This international collaborative project, crosslinking the melanoma and imaging expertise of the international community of dermatologists, focuses on development of standards for skin imaging modalities. 

Aims: To support efforts to reduce melanoma-related deaths and unnecessary biopsies by improving the accuracy and efficiency of melanoma early detection.  This will be achieved by developing proposed digital imaging standards and creating a public archive of clinical and dermoscopic images of skin lesions.

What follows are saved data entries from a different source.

#[cfg(test)]
mod tests {
    use std::{
        sync::{Arc, Mutex},
        time::Duration,
    };

    use tokio::sync::mpsc;
    use tokio_util::sync::CancellationToken;

    use crate::{
        capture::{
            mock::{PipelineHandles, Script, ScriptedCaptureService},
            MetadataObject, Symbology,
        },
        feedback::testing::RecordingCue,
    };

    use super::*;

    fn object(symbology: Symbology, value: Option<&str>) -> MetadataObject {
        MetadataObject {
            symbology,
            value: value.map(str::to_string),
        }
    }

    struct Harness {
        screen: ScannerScreen,
        state: State,
        rx: mpsc::UnboundedReceiver<Action>,
        results: Arc<Mutex<Vec<String>>>,
        cue: Arc<RecordingCue>,
        handles: Arc<Mutex<Option<PipelineHandles>>>,
    }

    impl Harness {
        fn new(service: ScriptedCaptureService) -> Self {
            let (tx, rx) = mpsc::unbounded_channel();
            let worker =
                StateWorker::new(tokio::runtime::Handle::current(), tx, CancellationToken::new());
            let handles = service.handles();
            let results = Arc::new(Mutex::new(Vec::new()));
            let cue = Arc::new(RecordingCue::default());

            let result_sink: Arc<dyn ScanResultSink> = {
                let results = results.clone();
                Arc::new(move |text: String| results.lock().unwrap().push(text))
            };

            Harness {
                screen: ScannerScreen {
                    worker,
                    service: Arc::new(service),
                    feedback: cue.clone(),
                    result_sink,
                },
                state: State::default(),
                rx,
                results,
                cue,
                handles,
            }
        }

        fn apply(&mut self, action: Action) {
            self.screen.update(&mut self.state, action);
        }

        async fn next_action(&mut self) -> Action {
            tokio::time::timeout(Duration::from_secs(2), self.rx.recv())
                .await
                .expect("timed out waiting for action")
                .expect("action channel closed")
        }

        async fn step(&mut self) {
            let action = self.next_action().await;
            self.apply(action);
        }

        /// Activate and drive the screen into `Scanning`.
        async fn activate(&mut self) {
            self.apply(Action::Activate);
            self.step().await;
            assert_eq!(self.state.phase, Phase::Scanning);
        }

        fn pipeline(&self) -> PipelineHandles {
            self.handles
                .lock()
                .unwrap()
                .take()
                .expect("no pipeline was attached")
        }

        fn results(&self) -> Vec<String> {
            self.results.lock().unwrap().clone()
        }
    }

    #[tokio::test]
    async fn scanned_value_reaches_the_sink_untransformed() {
        let mut harness = Harness::new(ScriptedCaptureService::new(vec![Ok(vec![object(
            Symbology::Pdf417,
            Some("ABC123"),
        )])]));

        harness.activate().await;
        harness.step().await;

        assert_eq!(harness.state.phase, Phase::Found);
        assert_eq!(harness.results(), ["ABC123"]);
        assert_eq!(harness.cue.count(), 1);
    }

    #[tokio::test]
    async fn session_is_stopped_before_the_screen_dismisses() {
        let mut harness = Harness::new(ScriptedCaptureService::new(vec![Ok(vec![object(
            Symbology::Ean13,
            Some("5901234123457"),
        )])]));

        harness.activate().await;
        let pipeline = harness.pipeline();

        harness.step().await;

        // Halted as soon as the decode landed, before the dismissal runs.
        assert_eq!(harness.state.phase, Phase::Found);
        assert!(!*pipeline.running.borrow());

        harness.step().await;

        assert_eq!(harness.state.phase, Phase::Dismissed);
        assert!(pipeline.token.is_cancelled());
    }

    #[tokio::test]
    async fn pipeline_is_configured_for_the_scan_symbologies() {
        let mut harness = Harness::new(ScriptedCaptureService::new(Vec::new()));

        harness.activate().await;

        assert_eq!(harness.pipeline().symbologies, scan_symbologies());
    }

    #[tokio::test]
    async fn valueless_decode_dismisses_without_a_result() {
        let mut harness = Harness::new(ScriptedCaptureService::new(vec![Ok(vec![object(
            Symbology::Ean13,
            None,
        )])]));

        harness.activate().await;
        harness.step().await;
        harness.step().await;

        assert_eq!(harness.state.phase, Phase::Dismissed);
        assert!(harness.results().is_empty());
        assert_eq!(harness.cue.count(), 0);
    }

    #[tokio::test]
    async fn only_the_first_object_in_a_batch_counts() {
        let mut harness = Harness::new(ScriptedCaptureService::new(vec![Ok(vec![
            object(Symbology::Ean8, None),
            object(Symbology::Pdf417, Some("SECOND")),
        ])]));

        harness.activate().await;
        harness.step().await;

        assert!(harness.results().is_empty());
        assert_eq!(harness.cue.count(), 0);
    }

    #[tokio::test]
    async fn missing_device_presents_the_failure_notification() {
        let mut harness = Harness::new(ScriptedCaptureService::without_device());

        harness.apply(Action::Activate);
        harness.step().await;

        assert_eq!(harness.state.phase, Phase::Failure);
        assert!(harness.state.present_failure);
        assert!(harness.results().is_empty());
    }

    #[tokio::test]
    async fn attach_failure_presents_the_failure_notification() {
        let mut harness = Harness::new(ScriptedCaptureService::failing_attach("input is busy"));

        harness.apply(Action::Activate);
        harness.step().await;

        assert_eq!(harness.state.phase, Phase::Failure);
        assert_eq!(harness.state.failure_message.as_deref(), Some("input is busy"));
    }

    #[tokio::test]
    async fn runtime_capture_errors_take_the_failure_path() {
        let mut harness = Harness::new(ScriptedCaptureService::new(vec![Err(eyre::eyre!(
            "device unplugged"
        ))]));

        harness.activate().await;
        let pipeline = harness.pipeline();

        harness.step().await;

        assert_eq!(harness.state.phase, Phase::Failure);
        assert!(harness.state.present_failure);
        assert!(pipeline.token.is_cancelled());
        assert!(harness.results().is_empty());
    }

    #[tokio::test]
    async fn pause_and_resume_gate_the_pipeline_idempotently() {
        let script: Script = vec![Ok(vec![object(Symbology::Ean13, Some("late"))])];
        let mut harness = Harness::new(ScriptedCaptureService::new(script));

        harness.activate().await;
        let pipeline = harness.pipeline();

        harness.apply(Action::Pause);
        harness.apply(Action::Pause);
        assert!(!*pipeline.running.borrow());

        harness.apply(Action::Resume);
        harness.apply(Action::Resume);
        assert!(*pipeline.running.borrow());
        assert_eq!(harness.state.phase, Phase::Scanning);
    }

    #[tokio::test]
    async fn dismissing_while_configuring_never_leaves_a_pipeline_running() {
        let mut harness = Harness::new(ScriptedCaptureService::new(vec![Ok(vec![object(
            Symbology::Ean13,
            Some("too late"),
        )])]));

        harness.apply(Action::Activate);
        harness.apply(Action::Dismiss);
        assert_eq!(harness.state.phase, Phase::Dismissed);

        // Configuration finishes after the user already left.
        harness.step().await;

        let pipeline = harness.pipeline();
        assert!(pipeline.token.is_cancelled());
        assert!(harness.results().is_empty());
    }

    #[tokio::test]
    async fn reactivation_scans_again_from_a_fresh_state() {
        let service = ScriptedCaptureService::with_scripts(vec![
            vec![Ok(vec![object(Symbology::Ean13, Some("first"))])],
            vec![Ok(vec![object(Symbology::Ean13, Some("second"))])],
        ]);
        let mut harness = Harness::new(service);

        harness.activate().await;
        harness.step().await;
        harness.step().await;
        assert_eq!(harness.state.phase, Phase::Dismissed);

        harness.state = State::default();
        assert_eq!(harness.state.phase, Phase::Idle);

        harness.activate().await;
        harness.step().await;
        harness.step().await;

        assert_eq!(harness.results(), ["first", "second"]);
    }

    #[tokio::test]
    async fn metadata_after_found_is_ignored() {
        let mut harness = Harness::new(ScriptedCaptureService::new(vec![Ok(vec![object(
            Symbology::Ean13,
            Some("kept"),
        )])]));

        harness.activate().await;
        harness.step().await;
        assert_eq!(harness.state.phase, Phase::Found);

        // A second batch that slipped through must not produce a second
        // result or another cue.
        harness.apply(Action::MetadataDecoded(Ok(vec![object(
            Symbology::Ean13,
            Some("dropped"),
        )])));

        assert_eq!(harness.results(), ["kept"]);
        assert_eq!(harness.cue.count(), 1);
    }
}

Description: Digital images of skin lesions can be used to educate professionals and the public in melanoma recognition as well as directly aid in the diagnosis of melanoma through teledermatology, clinical decision support, and automated diagnosis. Currently, a lack of standards for dermatologic imaging undermines the quality and usefulness of skin lesion imaging. ISIC, in collaboration with industry including IBM and all vendors of dermoscopy devices, is developing proposed standards to address the technology, technique, and terminology used in skin imaging with special attention to the issues of privacy, metadata structure (DICOM for Dermatology) and interoperability (i.e., the ability to share images across technology and clinical platforms). In addition, ISIC is developing an open source public access archive of skin images to test and validate the proposed standards. The archive will also serve as a public resource of images for teaching and for the development and testing of automated diagnostic systems.

Status: This collaboration was initiated in May 2013 and is currently well underway with numerous meeting held usually in conjunction with International Dermatology Congresses (in 2015 San Francisco, Vienna, Vancouver and Copenhagen).